DATASET ENTRIES Block Start
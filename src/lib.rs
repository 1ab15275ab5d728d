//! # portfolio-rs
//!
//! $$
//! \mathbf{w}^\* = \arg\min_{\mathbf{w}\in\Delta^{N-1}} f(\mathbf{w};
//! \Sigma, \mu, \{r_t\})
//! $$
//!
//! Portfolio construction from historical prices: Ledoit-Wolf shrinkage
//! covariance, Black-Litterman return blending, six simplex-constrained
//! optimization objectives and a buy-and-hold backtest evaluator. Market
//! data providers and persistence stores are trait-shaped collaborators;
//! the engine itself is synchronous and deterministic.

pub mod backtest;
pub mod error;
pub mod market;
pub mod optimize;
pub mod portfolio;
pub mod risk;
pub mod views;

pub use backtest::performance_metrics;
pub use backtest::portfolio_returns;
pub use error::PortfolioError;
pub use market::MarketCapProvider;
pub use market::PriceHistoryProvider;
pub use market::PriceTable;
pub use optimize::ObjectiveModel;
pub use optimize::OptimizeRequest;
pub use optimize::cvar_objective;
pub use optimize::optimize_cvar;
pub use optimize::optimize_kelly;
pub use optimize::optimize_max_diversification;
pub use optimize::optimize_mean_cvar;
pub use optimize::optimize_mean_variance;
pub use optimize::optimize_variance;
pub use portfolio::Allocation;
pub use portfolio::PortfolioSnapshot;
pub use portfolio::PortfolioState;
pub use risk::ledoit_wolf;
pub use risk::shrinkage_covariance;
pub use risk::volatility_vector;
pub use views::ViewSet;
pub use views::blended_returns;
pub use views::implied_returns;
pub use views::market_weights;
DATASET ENTRIES Block End
Please work out how many lines of the listing contain the string "backtest", and answer with the number only.

4